(Records drawn from a dataset)
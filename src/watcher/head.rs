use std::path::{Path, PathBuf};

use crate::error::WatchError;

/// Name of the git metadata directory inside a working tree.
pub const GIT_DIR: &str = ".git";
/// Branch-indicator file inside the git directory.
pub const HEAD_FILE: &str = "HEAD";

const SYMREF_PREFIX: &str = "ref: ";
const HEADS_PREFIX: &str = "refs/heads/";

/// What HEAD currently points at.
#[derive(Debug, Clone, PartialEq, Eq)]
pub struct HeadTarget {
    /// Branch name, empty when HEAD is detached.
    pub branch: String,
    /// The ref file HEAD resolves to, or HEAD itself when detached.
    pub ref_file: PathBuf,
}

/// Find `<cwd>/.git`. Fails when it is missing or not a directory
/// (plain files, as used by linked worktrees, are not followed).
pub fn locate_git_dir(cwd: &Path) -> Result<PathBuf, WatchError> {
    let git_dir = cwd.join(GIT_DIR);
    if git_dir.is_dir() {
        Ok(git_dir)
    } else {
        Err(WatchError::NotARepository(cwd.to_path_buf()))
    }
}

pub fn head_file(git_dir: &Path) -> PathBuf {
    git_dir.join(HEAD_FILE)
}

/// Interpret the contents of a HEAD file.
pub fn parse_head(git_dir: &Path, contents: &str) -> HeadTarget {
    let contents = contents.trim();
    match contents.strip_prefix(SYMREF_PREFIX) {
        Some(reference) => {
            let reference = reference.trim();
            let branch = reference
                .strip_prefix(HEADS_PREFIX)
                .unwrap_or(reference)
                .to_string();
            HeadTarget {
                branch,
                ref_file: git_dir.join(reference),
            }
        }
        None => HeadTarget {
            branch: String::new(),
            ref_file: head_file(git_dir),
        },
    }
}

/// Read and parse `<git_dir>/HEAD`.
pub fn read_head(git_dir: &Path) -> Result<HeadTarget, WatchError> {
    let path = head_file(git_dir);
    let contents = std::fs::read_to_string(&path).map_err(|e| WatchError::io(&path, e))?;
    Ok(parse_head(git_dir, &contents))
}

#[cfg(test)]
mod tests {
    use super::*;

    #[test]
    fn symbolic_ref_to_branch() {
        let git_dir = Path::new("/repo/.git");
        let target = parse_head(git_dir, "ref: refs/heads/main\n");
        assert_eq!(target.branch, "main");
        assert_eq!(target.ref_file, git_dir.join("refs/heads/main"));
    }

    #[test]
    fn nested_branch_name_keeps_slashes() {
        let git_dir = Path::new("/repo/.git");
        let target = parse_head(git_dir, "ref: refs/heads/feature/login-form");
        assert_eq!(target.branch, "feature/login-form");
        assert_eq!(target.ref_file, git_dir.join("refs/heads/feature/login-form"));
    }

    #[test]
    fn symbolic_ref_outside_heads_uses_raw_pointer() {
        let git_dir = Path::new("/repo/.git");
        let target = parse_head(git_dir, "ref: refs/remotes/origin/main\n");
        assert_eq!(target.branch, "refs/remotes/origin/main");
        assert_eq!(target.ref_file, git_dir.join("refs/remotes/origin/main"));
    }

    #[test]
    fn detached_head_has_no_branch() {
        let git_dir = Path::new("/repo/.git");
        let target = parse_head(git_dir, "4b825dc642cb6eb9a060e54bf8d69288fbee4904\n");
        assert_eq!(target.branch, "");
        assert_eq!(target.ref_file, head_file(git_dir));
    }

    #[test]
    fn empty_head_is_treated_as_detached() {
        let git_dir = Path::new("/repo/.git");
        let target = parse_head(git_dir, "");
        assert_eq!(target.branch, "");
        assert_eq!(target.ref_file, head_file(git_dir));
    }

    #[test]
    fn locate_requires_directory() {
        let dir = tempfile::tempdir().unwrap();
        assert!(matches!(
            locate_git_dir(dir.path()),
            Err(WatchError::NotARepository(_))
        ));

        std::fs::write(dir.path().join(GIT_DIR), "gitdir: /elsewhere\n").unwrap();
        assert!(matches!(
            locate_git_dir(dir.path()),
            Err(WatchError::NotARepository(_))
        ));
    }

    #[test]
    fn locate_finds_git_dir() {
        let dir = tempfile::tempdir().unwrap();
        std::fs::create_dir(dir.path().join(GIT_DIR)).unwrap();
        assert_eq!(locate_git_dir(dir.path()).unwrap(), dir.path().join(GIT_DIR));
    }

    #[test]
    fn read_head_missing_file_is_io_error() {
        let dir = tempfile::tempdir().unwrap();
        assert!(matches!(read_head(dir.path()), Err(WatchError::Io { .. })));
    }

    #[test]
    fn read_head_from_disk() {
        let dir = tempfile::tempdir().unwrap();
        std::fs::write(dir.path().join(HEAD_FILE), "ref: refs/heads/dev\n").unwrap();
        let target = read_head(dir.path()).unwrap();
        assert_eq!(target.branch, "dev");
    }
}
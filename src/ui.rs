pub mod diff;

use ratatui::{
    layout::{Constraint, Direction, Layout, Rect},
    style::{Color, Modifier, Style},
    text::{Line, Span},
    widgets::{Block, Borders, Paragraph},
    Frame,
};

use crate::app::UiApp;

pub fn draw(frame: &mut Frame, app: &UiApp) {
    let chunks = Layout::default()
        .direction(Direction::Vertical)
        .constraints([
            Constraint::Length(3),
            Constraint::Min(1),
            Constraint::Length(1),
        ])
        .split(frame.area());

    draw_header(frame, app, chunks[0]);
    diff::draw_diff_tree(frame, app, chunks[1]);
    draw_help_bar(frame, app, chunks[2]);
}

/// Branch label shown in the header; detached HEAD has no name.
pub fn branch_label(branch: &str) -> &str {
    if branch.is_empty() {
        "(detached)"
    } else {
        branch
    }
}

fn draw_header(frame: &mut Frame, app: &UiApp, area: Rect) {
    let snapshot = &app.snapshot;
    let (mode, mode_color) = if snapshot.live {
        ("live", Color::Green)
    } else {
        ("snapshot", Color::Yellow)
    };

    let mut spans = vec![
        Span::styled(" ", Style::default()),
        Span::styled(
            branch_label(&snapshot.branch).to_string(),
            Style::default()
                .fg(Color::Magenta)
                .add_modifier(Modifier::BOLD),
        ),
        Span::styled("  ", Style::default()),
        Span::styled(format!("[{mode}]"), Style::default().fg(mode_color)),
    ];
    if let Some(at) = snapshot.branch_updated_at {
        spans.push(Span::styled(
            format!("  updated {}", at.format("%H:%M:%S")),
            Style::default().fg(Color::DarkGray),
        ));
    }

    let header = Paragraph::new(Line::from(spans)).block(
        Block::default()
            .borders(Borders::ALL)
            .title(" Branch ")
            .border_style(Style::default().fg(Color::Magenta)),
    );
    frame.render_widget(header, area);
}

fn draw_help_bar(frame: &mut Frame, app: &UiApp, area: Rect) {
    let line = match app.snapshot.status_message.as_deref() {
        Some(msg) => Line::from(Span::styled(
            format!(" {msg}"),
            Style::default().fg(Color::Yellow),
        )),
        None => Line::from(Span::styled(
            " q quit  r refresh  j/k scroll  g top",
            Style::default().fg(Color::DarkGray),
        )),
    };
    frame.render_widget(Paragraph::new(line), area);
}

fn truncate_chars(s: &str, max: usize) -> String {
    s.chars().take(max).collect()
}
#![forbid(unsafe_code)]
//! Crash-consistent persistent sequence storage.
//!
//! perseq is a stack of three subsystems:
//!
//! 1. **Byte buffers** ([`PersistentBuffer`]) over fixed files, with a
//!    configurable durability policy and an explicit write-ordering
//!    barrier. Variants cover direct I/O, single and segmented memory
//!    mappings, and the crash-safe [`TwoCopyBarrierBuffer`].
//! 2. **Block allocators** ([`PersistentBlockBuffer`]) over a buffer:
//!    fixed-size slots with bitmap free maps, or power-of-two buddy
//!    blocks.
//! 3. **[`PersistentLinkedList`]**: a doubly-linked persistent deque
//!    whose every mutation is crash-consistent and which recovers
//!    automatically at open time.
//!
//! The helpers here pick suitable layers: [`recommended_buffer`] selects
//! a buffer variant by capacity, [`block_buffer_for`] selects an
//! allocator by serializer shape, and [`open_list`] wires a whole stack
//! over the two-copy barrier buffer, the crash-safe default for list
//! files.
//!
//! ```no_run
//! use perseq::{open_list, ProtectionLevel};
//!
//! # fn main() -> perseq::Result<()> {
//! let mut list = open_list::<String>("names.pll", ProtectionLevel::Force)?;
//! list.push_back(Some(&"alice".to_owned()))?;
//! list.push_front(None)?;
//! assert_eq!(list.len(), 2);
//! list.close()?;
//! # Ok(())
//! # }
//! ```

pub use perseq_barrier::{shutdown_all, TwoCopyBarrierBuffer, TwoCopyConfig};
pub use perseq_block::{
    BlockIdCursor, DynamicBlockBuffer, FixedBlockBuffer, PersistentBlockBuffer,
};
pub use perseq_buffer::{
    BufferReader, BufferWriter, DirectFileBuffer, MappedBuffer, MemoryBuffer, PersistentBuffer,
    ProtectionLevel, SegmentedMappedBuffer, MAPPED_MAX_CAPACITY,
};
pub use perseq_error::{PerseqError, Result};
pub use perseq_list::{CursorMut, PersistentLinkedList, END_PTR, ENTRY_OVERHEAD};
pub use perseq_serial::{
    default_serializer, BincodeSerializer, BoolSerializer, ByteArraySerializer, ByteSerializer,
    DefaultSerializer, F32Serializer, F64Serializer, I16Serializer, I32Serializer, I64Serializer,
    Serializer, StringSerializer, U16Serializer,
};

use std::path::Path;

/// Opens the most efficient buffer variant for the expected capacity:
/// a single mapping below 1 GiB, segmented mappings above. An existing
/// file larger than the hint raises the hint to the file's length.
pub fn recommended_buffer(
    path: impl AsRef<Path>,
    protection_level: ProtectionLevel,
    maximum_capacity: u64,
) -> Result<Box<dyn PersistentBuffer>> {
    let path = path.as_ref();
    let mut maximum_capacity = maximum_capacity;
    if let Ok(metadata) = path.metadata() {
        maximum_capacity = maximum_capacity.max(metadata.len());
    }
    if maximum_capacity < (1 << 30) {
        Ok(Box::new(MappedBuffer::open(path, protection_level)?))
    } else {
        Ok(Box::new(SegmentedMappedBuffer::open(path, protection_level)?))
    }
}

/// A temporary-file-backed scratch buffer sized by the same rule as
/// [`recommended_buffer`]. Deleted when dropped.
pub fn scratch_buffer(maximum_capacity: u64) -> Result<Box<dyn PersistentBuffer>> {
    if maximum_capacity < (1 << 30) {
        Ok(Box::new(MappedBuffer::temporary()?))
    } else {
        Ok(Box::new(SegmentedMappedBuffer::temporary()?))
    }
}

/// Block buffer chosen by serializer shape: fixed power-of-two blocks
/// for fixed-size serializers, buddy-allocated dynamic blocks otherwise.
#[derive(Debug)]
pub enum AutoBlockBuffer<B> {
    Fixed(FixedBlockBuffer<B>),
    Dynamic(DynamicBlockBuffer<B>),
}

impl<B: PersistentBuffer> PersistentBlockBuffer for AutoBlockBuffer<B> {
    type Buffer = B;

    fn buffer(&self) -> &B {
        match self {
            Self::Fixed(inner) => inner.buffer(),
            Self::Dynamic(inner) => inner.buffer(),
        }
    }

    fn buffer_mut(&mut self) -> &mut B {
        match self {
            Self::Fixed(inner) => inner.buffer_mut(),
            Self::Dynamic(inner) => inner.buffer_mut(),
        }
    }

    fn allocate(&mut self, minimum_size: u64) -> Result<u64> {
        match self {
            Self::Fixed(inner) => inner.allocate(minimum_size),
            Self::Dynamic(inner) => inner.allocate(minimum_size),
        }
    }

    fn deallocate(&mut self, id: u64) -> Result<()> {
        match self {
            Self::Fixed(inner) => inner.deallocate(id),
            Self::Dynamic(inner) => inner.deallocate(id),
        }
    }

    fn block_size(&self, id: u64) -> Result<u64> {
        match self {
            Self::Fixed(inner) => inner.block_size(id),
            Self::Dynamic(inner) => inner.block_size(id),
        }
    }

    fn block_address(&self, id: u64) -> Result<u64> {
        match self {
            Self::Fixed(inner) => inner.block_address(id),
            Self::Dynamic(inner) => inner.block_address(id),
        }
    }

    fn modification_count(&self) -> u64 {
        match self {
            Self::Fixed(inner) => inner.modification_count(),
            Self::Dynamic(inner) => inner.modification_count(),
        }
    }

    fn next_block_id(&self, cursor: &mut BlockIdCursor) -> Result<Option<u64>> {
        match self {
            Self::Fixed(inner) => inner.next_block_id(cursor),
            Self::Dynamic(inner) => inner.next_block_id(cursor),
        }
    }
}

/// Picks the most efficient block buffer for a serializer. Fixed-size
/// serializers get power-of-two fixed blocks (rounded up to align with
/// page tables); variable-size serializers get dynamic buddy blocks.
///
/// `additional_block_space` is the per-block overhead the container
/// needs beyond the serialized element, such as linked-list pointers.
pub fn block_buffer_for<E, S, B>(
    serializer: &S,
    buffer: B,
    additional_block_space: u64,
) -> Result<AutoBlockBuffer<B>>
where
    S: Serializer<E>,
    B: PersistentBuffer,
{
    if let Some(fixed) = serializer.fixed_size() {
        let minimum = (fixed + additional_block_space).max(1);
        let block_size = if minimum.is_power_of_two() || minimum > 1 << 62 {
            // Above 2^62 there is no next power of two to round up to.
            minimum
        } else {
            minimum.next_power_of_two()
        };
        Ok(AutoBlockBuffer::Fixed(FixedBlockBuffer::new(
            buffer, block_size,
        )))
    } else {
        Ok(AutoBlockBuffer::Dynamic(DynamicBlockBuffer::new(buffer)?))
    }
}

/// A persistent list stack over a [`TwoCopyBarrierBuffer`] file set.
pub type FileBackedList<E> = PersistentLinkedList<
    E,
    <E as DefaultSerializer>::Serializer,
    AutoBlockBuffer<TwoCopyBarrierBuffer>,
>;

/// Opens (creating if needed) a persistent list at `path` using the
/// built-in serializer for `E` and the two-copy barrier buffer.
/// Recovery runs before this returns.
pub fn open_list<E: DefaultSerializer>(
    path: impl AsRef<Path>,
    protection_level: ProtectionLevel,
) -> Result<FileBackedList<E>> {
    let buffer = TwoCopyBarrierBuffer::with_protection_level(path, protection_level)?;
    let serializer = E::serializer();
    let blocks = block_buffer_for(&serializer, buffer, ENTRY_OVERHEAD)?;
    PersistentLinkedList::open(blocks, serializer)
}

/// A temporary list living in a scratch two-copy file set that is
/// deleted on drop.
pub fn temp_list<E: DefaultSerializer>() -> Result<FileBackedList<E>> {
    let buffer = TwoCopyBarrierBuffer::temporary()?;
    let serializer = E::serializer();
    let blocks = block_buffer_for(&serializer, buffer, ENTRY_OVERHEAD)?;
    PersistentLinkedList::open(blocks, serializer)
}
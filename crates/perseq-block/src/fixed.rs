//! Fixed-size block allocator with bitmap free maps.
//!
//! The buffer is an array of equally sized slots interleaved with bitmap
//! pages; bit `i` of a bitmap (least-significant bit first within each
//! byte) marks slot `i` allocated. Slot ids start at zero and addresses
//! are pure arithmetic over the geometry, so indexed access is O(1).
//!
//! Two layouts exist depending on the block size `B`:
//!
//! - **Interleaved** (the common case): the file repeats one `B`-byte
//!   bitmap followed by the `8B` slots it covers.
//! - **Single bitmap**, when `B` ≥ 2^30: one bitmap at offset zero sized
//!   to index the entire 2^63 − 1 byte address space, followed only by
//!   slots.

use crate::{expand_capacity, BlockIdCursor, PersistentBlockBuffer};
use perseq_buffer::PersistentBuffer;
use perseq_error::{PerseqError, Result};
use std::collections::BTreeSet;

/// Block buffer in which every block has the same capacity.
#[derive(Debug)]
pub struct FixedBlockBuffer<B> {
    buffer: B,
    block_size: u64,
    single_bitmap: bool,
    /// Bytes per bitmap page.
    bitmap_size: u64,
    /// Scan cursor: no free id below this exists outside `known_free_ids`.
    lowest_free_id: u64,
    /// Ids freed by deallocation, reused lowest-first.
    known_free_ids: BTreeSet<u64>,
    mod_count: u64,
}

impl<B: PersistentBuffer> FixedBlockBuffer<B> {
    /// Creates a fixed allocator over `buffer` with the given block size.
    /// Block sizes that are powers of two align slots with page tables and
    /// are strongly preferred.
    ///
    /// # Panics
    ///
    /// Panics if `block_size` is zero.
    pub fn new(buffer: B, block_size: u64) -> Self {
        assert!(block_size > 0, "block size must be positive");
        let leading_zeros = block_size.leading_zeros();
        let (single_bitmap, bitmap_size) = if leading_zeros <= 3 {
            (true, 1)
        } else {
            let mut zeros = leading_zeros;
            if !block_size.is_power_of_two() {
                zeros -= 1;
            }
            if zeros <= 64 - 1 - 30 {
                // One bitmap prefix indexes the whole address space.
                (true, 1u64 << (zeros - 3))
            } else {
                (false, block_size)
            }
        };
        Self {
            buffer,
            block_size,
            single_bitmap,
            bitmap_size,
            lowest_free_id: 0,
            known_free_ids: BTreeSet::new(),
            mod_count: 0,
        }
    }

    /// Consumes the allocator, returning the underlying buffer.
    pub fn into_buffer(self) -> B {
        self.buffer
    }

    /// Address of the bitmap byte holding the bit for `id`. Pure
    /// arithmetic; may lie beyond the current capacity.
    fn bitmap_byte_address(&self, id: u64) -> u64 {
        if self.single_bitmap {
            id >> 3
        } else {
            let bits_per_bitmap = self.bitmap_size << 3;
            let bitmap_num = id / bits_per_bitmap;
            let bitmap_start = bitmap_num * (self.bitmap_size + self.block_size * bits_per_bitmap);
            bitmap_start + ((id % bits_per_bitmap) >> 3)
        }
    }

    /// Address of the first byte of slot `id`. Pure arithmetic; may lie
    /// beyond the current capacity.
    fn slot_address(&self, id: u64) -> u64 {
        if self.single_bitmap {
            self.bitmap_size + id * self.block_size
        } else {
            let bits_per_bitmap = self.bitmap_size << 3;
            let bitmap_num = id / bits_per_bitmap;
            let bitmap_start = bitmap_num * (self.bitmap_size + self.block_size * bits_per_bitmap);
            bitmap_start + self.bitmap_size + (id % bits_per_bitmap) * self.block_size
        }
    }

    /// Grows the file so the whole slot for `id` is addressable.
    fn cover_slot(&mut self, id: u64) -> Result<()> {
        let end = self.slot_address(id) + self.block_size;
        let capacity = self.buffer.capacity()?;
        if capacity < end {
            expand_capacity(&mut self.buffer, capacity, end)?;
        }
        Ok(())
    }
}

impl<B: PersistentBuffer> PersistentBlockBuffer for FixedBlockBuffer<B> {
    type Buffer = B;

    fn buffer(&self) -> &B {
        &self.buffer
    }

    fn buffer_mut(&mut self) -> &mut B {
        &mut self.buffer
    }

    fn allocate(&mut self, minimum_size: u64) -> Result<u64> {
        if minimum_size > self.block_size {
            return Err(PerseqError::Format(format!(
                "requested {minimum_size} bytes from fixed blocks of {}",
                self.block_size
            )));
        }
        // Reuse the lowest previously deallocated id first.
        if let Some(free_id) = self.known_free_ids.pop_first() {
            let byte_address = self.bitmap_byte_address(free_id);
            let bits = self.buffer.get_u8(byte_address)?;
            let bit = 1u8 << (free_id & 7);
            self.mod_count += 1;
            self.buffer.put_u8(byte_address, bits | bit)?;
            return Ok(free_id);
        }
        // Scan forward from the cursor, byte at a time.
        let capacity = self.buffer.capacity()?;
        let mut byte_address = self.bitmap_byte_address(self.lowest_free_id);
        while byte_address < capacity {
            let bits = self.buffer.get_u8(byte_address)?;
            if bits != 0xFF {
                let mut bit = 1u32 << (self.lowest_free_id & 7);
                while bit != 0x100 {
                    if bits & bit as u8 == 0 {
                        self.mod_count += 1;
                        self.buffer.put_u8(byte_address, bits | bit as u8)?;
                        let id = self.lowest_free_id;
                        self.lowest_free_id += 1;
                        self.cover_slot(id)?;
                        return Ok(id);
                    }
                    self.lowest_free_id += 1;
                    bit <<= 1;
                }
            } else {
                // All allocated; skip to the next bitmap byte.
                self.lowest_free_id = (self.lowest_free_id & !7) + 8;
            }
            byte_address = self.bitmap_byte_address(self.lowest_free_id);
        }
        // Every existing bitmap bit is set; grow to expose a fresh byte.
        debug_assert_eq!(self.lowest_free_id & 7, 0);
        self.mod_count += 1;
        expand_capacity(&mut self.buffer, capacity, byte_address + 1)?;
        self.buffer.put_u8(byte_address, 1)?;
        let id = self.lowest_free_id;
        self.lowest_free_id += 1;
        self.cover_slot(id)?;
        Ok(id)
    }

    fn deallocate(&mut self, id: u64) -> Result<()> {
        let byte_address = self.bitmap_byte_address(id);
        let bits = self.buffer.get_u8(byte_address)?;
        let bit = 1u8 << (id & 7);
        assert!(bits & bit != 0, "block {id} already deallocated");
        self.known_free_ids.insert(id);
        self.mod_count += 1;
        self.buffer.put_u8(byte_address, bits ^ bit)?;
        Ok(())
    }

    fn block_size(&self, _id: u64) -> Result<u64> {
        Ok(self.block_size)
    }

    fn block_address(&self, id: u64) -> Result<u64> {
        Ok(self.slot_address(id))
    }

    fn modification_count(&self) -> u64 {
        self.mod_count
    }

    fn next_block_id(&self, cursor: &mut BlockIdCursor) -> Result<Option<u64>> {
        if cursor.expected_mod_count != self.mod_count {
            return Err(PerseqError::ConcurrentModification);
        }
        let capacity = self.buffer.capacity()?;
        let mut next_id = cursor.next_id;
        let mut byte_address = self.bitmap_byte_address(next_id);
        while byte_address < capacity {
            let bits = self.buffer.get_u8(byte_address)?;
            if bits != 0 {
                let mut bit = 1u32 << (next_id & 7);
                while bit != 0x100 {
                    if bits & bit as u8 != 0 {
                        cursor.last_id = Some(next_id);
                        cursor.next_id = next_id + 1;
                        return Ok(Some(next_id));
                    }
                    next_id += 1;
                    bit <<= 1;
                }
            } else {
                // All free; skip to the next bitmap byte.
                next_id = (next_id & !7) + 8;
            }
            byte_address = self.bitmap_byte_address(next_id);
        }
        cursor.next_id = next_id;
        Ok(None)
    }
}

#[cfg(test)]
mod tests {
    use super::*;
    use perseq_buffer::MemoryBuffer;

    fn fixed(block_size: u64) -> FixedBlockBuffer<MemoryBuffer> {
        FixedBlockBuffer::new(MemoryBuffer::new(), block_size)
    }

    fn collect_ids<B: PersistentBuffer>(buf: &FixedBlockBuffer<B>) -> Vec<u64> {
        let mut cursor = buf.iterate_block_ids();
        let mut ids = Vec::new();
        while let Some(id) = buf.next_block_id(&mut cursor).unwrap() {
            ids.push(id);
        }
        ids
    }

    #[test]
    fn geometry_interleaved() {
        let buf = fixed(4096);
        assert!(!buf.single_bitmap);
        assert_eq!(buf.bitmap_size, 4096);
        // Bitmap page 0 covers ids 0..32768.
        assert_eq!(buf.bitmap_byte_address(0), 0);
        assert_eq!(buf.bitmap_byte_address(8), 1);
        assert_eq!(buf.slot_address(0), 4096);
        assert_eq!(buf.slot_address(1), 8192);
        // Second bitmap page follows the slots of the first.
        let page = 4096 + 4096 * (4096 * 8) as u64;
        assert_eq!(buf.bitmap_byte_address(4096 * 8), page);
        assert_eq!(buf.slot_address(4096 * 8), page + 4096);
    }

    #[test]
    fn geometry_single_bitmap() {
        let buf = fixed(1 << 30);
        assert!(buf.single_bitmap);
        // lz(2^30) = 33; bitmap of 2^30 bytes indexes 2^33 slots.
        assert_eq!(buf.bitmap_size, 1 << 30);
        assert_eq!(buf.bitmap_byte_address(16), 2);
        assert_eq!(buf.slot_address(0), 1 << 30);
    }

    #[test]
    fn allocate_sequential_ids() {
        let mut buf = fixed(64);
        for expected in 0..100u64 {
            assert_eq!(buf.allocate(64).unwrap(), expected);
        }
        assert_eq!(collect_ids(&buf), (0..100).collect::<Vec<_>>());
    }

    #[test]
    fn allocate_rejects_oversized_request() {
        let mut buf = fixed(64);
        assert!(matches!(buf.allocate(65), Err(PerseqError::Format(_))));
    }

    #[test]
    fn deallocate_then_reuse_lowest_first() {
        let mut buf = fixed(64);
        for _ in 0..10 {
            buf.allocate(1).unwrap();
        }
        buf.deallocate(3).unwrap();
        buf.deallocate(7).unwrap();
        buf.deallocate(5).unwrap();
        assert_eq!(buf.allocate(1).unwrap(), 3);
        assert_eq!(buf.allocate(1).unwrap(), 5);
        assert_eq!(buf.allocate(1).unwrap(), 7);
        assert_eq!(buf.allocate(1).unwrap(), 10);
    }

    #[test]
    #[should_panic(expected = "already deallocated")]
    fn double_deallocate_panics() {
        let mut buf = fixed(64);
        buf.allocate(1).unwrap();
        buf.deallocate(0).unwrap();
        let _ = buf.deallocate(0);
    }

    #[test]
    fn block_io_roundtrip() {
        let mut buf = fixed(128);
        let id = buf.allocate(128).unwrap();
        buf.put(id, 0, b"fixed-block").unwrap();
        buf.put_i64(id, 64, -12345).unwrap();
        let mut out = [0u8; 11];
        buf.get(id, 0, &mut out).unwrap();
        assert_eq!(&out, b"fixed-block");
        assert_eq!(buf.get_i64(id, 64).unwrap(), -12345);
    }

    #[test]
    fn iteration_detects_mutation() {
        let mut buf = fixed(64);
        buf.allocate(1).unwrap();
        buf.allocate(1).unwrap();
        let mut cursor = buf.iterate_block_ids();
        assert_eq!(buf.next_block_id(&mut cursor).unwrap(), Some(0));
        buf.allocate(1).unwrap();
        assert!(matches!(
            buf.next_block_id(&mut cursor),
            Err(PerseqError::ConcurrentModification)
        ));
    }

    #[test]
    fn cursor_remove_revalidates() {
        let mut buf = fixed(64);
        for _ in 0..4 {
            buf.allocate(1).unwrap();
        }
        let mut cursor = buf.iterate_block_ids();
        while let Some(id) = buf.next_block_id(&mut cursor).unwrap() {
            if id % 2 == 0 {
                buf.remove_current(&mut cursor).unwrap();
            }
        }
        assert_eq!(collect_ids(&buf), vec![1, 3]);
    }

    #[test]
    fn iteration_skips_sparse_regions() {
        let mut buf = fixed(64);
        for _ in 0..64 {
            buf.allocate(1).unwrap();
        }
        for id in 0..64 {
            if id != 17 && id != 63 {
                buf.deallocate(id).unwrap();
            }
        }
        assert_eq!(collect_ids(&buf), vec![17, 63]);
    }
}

Task statement: Starting from the top of the records and ending at the line that contains "let contents = contents.trim();", repeat each line exactly and return only those lines.

Your response:
filename src/watcher/head.rs
use std::path::{Path, PathBuf};

use crate::error::WatchError;

/// Name of the git metadata directory inside a working tree.
pub const GIT_DIR: &str = ".git";
/// Branch-indicator file inside the git directory.
pub const HEAD_FILE: &str = "HEAD";

const SYMREF_PREFIX: &str = "ref: ";
const HEADS_PREFIX: &str = "refs/heads/";

/// What HEAD currently points at.
#[derive(Debug, Clone, PartialEq, Eq)]
pub struct HeadTarget {
    /// Branch name, empty when HEAD is detached.
    pub branch: String,
    /// The ref file HEAD resolves to, or HEAD itself when detached.
    pub ref_file: PathBuf,
}

/// Find `<cwd>/.git`. Fails when it is missing or not a directory
/// (plain files, as used by linked worktrees, are not followed).
pub fn locate_git_dir(cwd: &Path) -> Result<PathBuf, WatchError> {
    let git_dir = cwd.join(GIT_DIR);
    if git_dir.is_dir() {
        Ok(git_dir)
    } else {
        Err(WatchError::NotARepository(cwd.to_path_buf()))
    }
}

pub fn head_file(git_dir: &Path) -> PathBuf {
    git_dir.join(HEAD_FILE)
}

/// Interpret the contents of a HEAD file.
pub fn parse_head(git_dir: &Path, contents: &str) -> HeadTarget {
    let contents = contents.trim();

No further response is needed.